▸ Task instructions
Please output the section of the listing below that opens with the line containing "use dca_analytics_core::request::SimulationRequest;" and closes with the line containing "fn monthly(start_year: i32, prices: &[f64])", exactly and with nothing else.

▸ Data extract

§

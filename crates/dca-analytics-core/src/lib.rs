pub mod accumulation;
pub mod assumptions;
pub mod error;
pub mod market_data;
pub mod performance;
pub mod pipeline;
pub mod request;
pub mod series;
pub mod types;

mod stats;

#[cfg(feature = "benchmark")]
pub mod benchmark;

#[cfg(feature = "forecast")]
pub mod forecast;

#[cfg(feature = "strategies")]
pub mod strategies;

pub use error::DcaError;
pub use types::*;

/// Standard result type for all engine operations
pub type DcaResult<T> = Result<T, DcaError>;
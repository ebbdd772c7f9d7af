pub mod metrics;
pub mod rolling;

pub use metrics::{analyze, RiskMetrics, PERIODS_PER_YEAR};
pub use rolling::{rolling_sharpe, RollingSharpePoint, ROLLING_WINDOW};
use chrono::NaiveDate;
use dca_analytics_core::accumulation::{simulate, ContributionSchedule, FeeSchedule, Frequency};
use dca_analytics_core::assumptions::{AssetClass, AssetClassDefaults, AssetClassTable};
use dca_analytics_core::benchmark::{compare, Verdict};
use dca_analytics_core::pipeline::{run_benchmark, run_strategy_comparison};
use dca_analytics_core::request::SimulationRequest;
use dca_analytics_core::series::{PricePoint, PriceSeries};
use dca_analytics_core::strategies::{compare_strategies, Strategy};
use dca_analytics_core::DcaError;
use pretty_assertions::assert_eq;
use rust_decimal_macros::dec;
use std::collections::BTreeMap;

fn monthly(start_year: i32, prices: &[f64]) -> PriceSeries {
    let points = prices
        .iter()
        .enumerate()
        .map(|(i, &p)| {
            PricePoint::new(
                NaiveDate::from_ymd_opt(start_year + (i / 12) as i32, (i % 12) as u32 + 1, 15)
                    .unwrap(),
                p,
            )
        })
        .collect();
    PriceSeries::new(points).unwrap()
}

fn rising(len: usize) -> Vec<f64> {
    (0..len).map(|i| 100.0 + 2.0 * i as f64).collect()
}

// ---------------------------------------------------------------------------
// Benchmark
// ---------------------------------------------------------------------------

#[test]
fn test_identical_fee_free_series_are_comparable() {
    let prices = monthly(2019, &rising(24));
    let schedule = ContributionSchedule::new(1000.0, 100.0, Frequency::Monthly);
    let run = simulate(&prices, &schedule, &FeeSchedule::none()).unwrap();
    let cmp = compare(&run.value_path, &prices, &schedule, run.total_return_pct()).unwrap();
    assert!(cmp.gap_pct.abs() < 1e-9);
    assert_eq!(cmp.verdict, Verdict::Comparable);
    assert_eq!(cmp.aligned_series.len(), 24);
}

#[test]
fn test_benchmark_pipeline_with_fees_underperforms() {
    let mut entries = BTreeMap::new();
    entries.insert(
        AssetClass::Equities,
        AssetClassDefaults::new(dec!(0.25), dec!(0.015), "ACWI"),
    );
    let table = AssetClassTable::new(entries);

    let mut request = SimulationRequest::new(dec!(5000), dec!(200), Frequency::Monthly);
    request.asset_class = AssetClass::Equities;
    request.duration_years = Some(dec!(3));

    let prices = monthly(2018, &rising(36));
    let out = run_benchmark(&request, &prices, &prices, &table).unwrap();
    let cmp = &out.result.comparison;
    assert!(cmp.gap_pct < -1.0);
    assert_eq!(cmp.verdict, Verdict::Underperformed);
    assert_eq!(out.result.assumptions.benchmark_id, "ACWI");
}

#[test]
fn test_benchmark_overlap_too_short() {
    let portfolio = monthly(2020, &rising(12));
    let schedule = ContributionSchedule::lump_sum(1000.0);
    let run = simulate(&portfolio, &schedule, &FeeSchedule::none()).unwrap();
    let benchmark = monthly(2020, &[100.0]);
    assert!(matches!(
        compare(&run.value_path, &benchmark, &schedule, run.total_return_pct()),
        Err(DcaError::InsufficientOverlap { .. })
    ));
}

// ---------------------------------------------------------------------------
// Strategies
// ---------------------------------------------------------------------------

#[test]
fn test_rising_market_favours_lump_sum() {
    let prices = monthly(2015, &rising(60));
    let cmp = compare_strategies(&prices, 12_000.0).unwrap();
    assert_eq!(cmp.best_strategy, Strategy::LumpSum);
    assert_eq!(cmp.returns.len(), 5);
    assert_eq!(cmp.series.len(), 60);
}

#[test]
fn test_falling_market_favours_dca() {
    let falling: Vec<f64> = (0..48).map(|i| 200.0 - 3.0 * i as f64).collect();
    let prices = monthly(2015, &falling);
    let cmp = compare_strategies(&prices, 10_000.0).unwrap();
    assert_ne!(cmp.best_strategy, Strategy::LumpSum);
    let lump = cmp.return_of(Strategy::LumpSum).unwrap();
    let monthly_dca = cmp.return_of(Strategy::DcaMonthly).unwrap();
    assert!(monthly_dca.return_pct > lump.return_pct);
}

#[test]
fn test_constant_prices_all_strategies_break_even() {
    let prices = monthly(2020, &[50.0; 24]);
    let out = run_strategy_comparison(&prices, 6000.0).unwrap();
    for r in &out.result.returns {
        assert!(r.return_pct.abs() < 1e-9, "{:?}", r.strategy);
        assert!((r.final_value - 6000.0).abs() < 1e-6);
    }
    assert!(out.result.average_return_pct.abs() < 1e-9);
}
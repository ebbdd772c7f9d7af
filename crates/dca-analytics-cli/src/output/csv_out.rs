use serde_json::Value;
use std::io;

use super::{flatten, format_value, headers};

/// Series written as rows when a result carries one, in preference order.
const PRIMARY_SERIES: [&str; 4] = [
    "value_path",
    "comparison.aligned_series",
    "series",
    "historical",
];

/// Write output as CSV to stdout.
///
/// A result with a time series is written as that series, one row per date.
/// Anything else becomes a two-column field/value listing.
pub fn print_csv(value: &Value) {
    let stdout = io::stdout();
    let mut wtr = csv::Writer::from_writer(stdout.lock());

    match value {
        Value::Object(map) => {
            let result = match map.get("result") {
                Some(Value::Object(result)) => result,
                _ => map,
            };
            let flat = flatten(result);
            let primary = PRIMARY_SERIES
                .iter()
                .find_map(|name| flat.series.iter().find(|(k, _)| k.as_str() == *name));
            match primary {
                Some((_, rows)) => write_rows(&mut wtr, rows),
                None => {
                    let _ = wtr.write_record(["field", "value"]);
                    for (key, val) in &flat.fields {
                        let _ = wtr.write_record([key.as_str(), &format_value(val)]);
                    }
                }
            }
        }
        Value::Array(arr) => write_rows(&mut wtr, arr),
        _ => {
            let _ = wtr.write_record([&format_value(value)]);
        }
    }

    let _ = wtr.flush();
}

fn write_rows<W: io::Write>(wtr: &mut csv::Writer<W>, rows: &[Value]) {
    let headers = headers(rows);
    if headers.is_empty() {
        for item in rows {
            let _ = wtr.write_record([&format_value(item)]);
        }
        return;
    }

    let _ = wtr.write_record(&headers);
    for item in rows {
        if let Value::Object(map) = item {
            let row: Vec<String> = headers
                .iter()
                .map(|h| map.get(h).map(format_value).unwrap_or_default())
                .collect();
            let _ = wtr.write_record(&row);
        }
    }
}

§

▸ Response to the task
use dca_analytics_core::request::SimulationRequest;
use dca_analytics_core::series::{PricePoint, PriceSeries};
use dca_analytics_core::strategies::{compare_strategies, Strategy};
use dca_analytics_core::DcaError;
use pretty_assertions::assert_eq;
use rust_decimal_macros::dec;
use std::collections::BTreeMap;

fn monthly(start_year: i32, prices: &[f64]) -> PriceSeries {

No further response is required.